Jejum periódico pode proteger grupos de risco contra diabetes

Na Sessão Científica da American Diabetes Association de 2014, em São Francisco, no estado americano da Califórnia, os pesquisadores apresentaram novas descobertas sobre a redução do risco de diabetes em pessoas com pré-diabetes através da prática do jejum periódico.

Em pessoas que têm pré-diabetes, a quantidade de glicose no sangue é maior do que o normal, mas não é suficientemente elevada para ser classificada como diabetes.

Em 2011, os pesquisadores do Instituto do Coração da Intermountain Medical Center, em Murray, UT, investigaram como os níveis de glicose e o peso eram afetados pela realização de 1 dia de jejum só à base de água em pessoas saudáveis.

“Quando estudamos os efeitos do jejum em pessoas aparentemente saudáveis, os níveis de colesterol aumentaram durante o período de 24 horas de jejum”, diz Benjamin Horne, PhD, diretor de epidemiologia cardiovascular e genética no Instituto do Coração da Intermountain Medical Center e principal pesquisador do novo estudo.

“As mudanças que foram mais interessantes ou inesperadas foram todas relacionadas à saúde metabólica e ao risco de diabetes”, acrescentou.

“Junto com nossos estudos anteriores que mostraram que rotina de décadas de jejum, foi associado com um menor risco de diabetes e doença arterial coronariana, o atual estudo nos levou a pensar que o jejum é mais impactante para reduzir o risco de diabetes e problemas metabólicos relacionados”.

Consequentemente, Dr. Horne e equipe começaram a investigar os efeitos do jejum na pré-diabetes. Embora Medical News Today não tenha detalhes sobre o número de participantes incluídos no novo estudo, a equipe revelou que os participantes estavam entre as idades de 30 e 69 anos, e cada um deles também tinha pelo menos três fatores de risco metabólicos, tais como:

  • Uma grande linha de cintura
  • Alto nível de triglicérides
  • Um baixo nível de colesterol HDL
  • Pressão alta
  • Nível alto de açúcar no sangue em jejum

Organismo infesta o mau colesterol nas células de gordura, negando efeitos de resistência de insulina

Os pesquisadores descobriram que durante os dias de jejum, o colesterol dos participantes subiu ligeiramente, como tinha ocorrido no estudo anterior de pessoas saudáveis. No entanto, ao longo de um período de 6 semanas, os níveis de colesterol dos participantes pré-diabéticos diminuiu em cerca de 12%.

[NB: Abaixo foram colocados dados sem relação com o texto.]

//! The native table: the fixed, innermost tier of name resolution.
//! Builtins never raise; per the registry failure policy an argument
//! that cannot be used comes back as `null`. Arity is checked by the
//! evaluator against the declared [`Arity`].

mod list;
mod math;
mod string;
mod types;

use std::fmt;
use std::rc::Rc;

use indexmap::IndexMap;

use crate::value::Value;

pub type BuiltinFn = fn(&[Value]) -> Value;

#[derive(Debug, Clone, Copy, PartialEq, Eq)]
pub enum Arity {
    Exact(usize),
    Between(usize, usize),
    AtLeast(usize),
}

impl Arity {
    pub fn accepts(&self, count: usize) -> bool {
        match self {
            Arity::Exact(n) => count == *n,
            Arity::Between(lo, hi) => count >= *lo && count <= *hi,
            Arity::AtLeast(n) => count >= *n,
        }
    }
}

impl fmt::Display for Arity {
    fn fmt(&self, f: &mut fmt::Formatter<'_>) -> fmt::Result {
        match self {
            Arity::Exact(n) => write!(f, "{}", n),
            Arity::Between(lo, hi) => write!(f, "{} to {}", lo, hi),
            Arity::AtLeast(n) => write!(f, "at least {}", n),
        }
    }
}

pub struct Builtin {
    pub name: &'static str,
    pub arity: Arity,
    pub func: BuiltinFn,
}

impl fmt::Debug for Builtin {
    fn fmt(&self, f: &mut fmt::Formatter<'_>) -> fmt::Result {
        write!(f, "<builtin {}>", self.name)
    }
}

/// Immutable name-to-native-function table, populated once and shared
/// by every environment as the last resolution tier.
#[derive(Debug)]
pub struct BuiltinRegistry {
    table: IndexMap<&'static str, Rc<Builtin>>,
}

impl BuiltinRegistry {
    pub fn standard() -> Self {
        let mut registry = BuiltinRegistry {
            table: IndexMap::new(),
        };
        let entries: &[(&'static str, Arity, BuiltinFn)] = &[
            // Inspection and conversion
            ("len", Arity::Exact(1), types::len),
            ("type", Arity::Exact(1), types::type_of),
            ("toString", Arity::Exact(1), types::to_string),
            ("toNumber", Arity::Exact(1), types::to_number),
            ("toBoolean", Arity::Exact(1), types::to_boolean),
            ("toList", Arity::Exact(1), types::to_list),
            // Math
            ("abs", Arity::Exact(1), math::abs),
            ("floor", Arity::Exact(1), math::floor),
            ("ceil", Arity::Exact(1), math::ceil),
            ("round", Arity::Exact(1), math::round),
            ("sqrt", Arity::Exact(1), math::sqrt),
            ("pow", Arity::Exact(2), math::pow),
            ("max", Arity::AtLeast(1), math::max),
            ("min", Arity::AtLeast(1), math::min),
            ("random", Arity::Exact(0), math::random),
            ("randomInt", Arity::Exact(2), math::random_int),
            ("range", Arity::Between(1, 2), math::range),
            // Strings
            ("substring", Arity::Exact(3), string::substring),
            ("split", Arity::Exact(2), string::split),
            ("trim", Arity::Exact(1), string::trim),
            ("upper", Arity::Exact(1), string::upper),
            ("lower", Arity::Exact(1), string::lower),
            ("contains", Arity::Exact(2), string::contains),
            ("startsWith", Arity::Exact(2), string::starts_with),
            ("endsWith", Arity::Exact(2), string::ends_with),
            ("replace", Arity::Exact(3), string::replace),
            ("indexOf", Arity::Exact(2), string::index_of),
            ("join", Arity::Exact(2), string::join),
            // Lists
            ("append", Arity::Exact(2), list::append),
            ("removeAt", Arity::Exact(2), list::remove_at),
            ("sort", Arity::Exact(1), list::sort),
            ("reverse", Arity::Exact(1), list::reverse),
        ];
        for (name, arity, func) in entries {
            registry.table.insert(
                name,
                Rc::new(Builtin {
                    name,
                    arity: *arity,
                    func: *func,
                }),
            );
        }
        registry
    }

    pub fn get(&self, name: &str) -> Option<Rc<Builtin>> {
        self.table.get(name).cloned()
    }

    pub fn contains(&self, name: &str) -> bool {
        self.table.contains_key(name)
    }

    pub fn names(&self) -> impl Iterator<Item = &'static str> + '_ {
        self.table.keys().copied()
    }
}

/// Numeric coercion shared by the math builtins: numbers pass through
/// and numeric strings convert; anything else is unusable.
pub(crate) fn coerce_number(value: &Value) -> Option<f64> {
    match value {
        Value::Number(n) => Some(*n),
        Value::Str(s) => s.trim().parse().ok(),
        _ => None,
    }
}

pub(crate) fn as_str(value: &Value) -> Option<&str> {
    match value {
        Value::Str(s) => Some(s),
        _ => None,
    }
}

#[cfg(test)]
mod tests {
    use super::*;

    #[test]
    fn the_standard_table_is_complete() {
        let registry = BuiltinRegistry::standard();
        for name in ["len", "type", "range", "substring", "append", "randomInt"] {
            assert!(registry.contains(name), "missing {}", name);
        }
        assert!(!registry.contains("eval"));
    }

    #[test]
    fn arity_shapes() {
        assert!(Arity::Exact(2).accepts(2));
        assert!(!Arity::Exact(2).accepts(1));
        assert!(Arity::Between(1, 2).accepts(1));
        assert!(!Arity::Between(1, 2).accepts(3));
        assert!(Arity::AtLeast(1).accepts(5));
    }

    #[test]
    fn numeric_coercion_accepts_numeric_strings() {
        assert_eq!(coerce_number(&Value::str(" 42 ")), Some(42.0));
        assert_eq!(coerce_number(&Value::str("nope")), None);
        assert_eq!(coerce_number(&Value::Bool(true)), None);
    }
}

“Nós achamos que o colesterol foi utilizado para produzir energia durante os episódios de jejum, sendo que provavelmente tiveram sua origem nas células de gordura”, diz Dr. Horne, “isso nos leva a acreditar que o jejum pode ser uma intervenção eficaz na diabetes”.

Depois de 10-12 horas de jejum, o organismo começa a buscar outras fontes de energia por todo o corpo, a fim de sustentar a si próprio. A equipe do Dr. Home acredita que o benefício para pessoas com pré-diabetes se dá porque o corpo infesta o LDL (ou “mau colesterol”) nas células de gordura, o que anula o efeito da resistência à insulina.

A resistência à insulina ocorre quando a produção de insulina se torna tão alta que o pâncreas já não pode produzir os níveis de insulina exigidos pelo corpo, o que faz com que o nível de açúcar no sangue comece a subir.

“As células de gordura em si são um dos principais contribuintes para a resistência à insulina, o que pode levar ao diabetes”, explica Dr. Horne.”Porque o jejum pode ajudar a eliminar e quebrar as células de gordura, a resistência à insulina pode ser frustrada pelo jejum”.

“O jejum tem o potencial para se tornar uma importante intervenção na diabetes”, diz ele. “Embora tenhamos estudado o jejum e seus benefícios para a saúde por anos, não sei por que o jejum pode fornecer os benefícios de saúde que observamos relacionados com o risco de diabetes”.

Recentemente, Medical News Today relatou um estudo realizado pela Universidade do Sul da Califórnia, em Los Angeles, que sugeriu que o jejum prolongado pode “reiniciar” o sistema imunológico – protegendo contra os efeitos tóxicos da quimioterapia e provocando a regeneração das células-tronco, produção de novas células do sistema imunológico, bem como servir para limpar as células velhas e danificadas.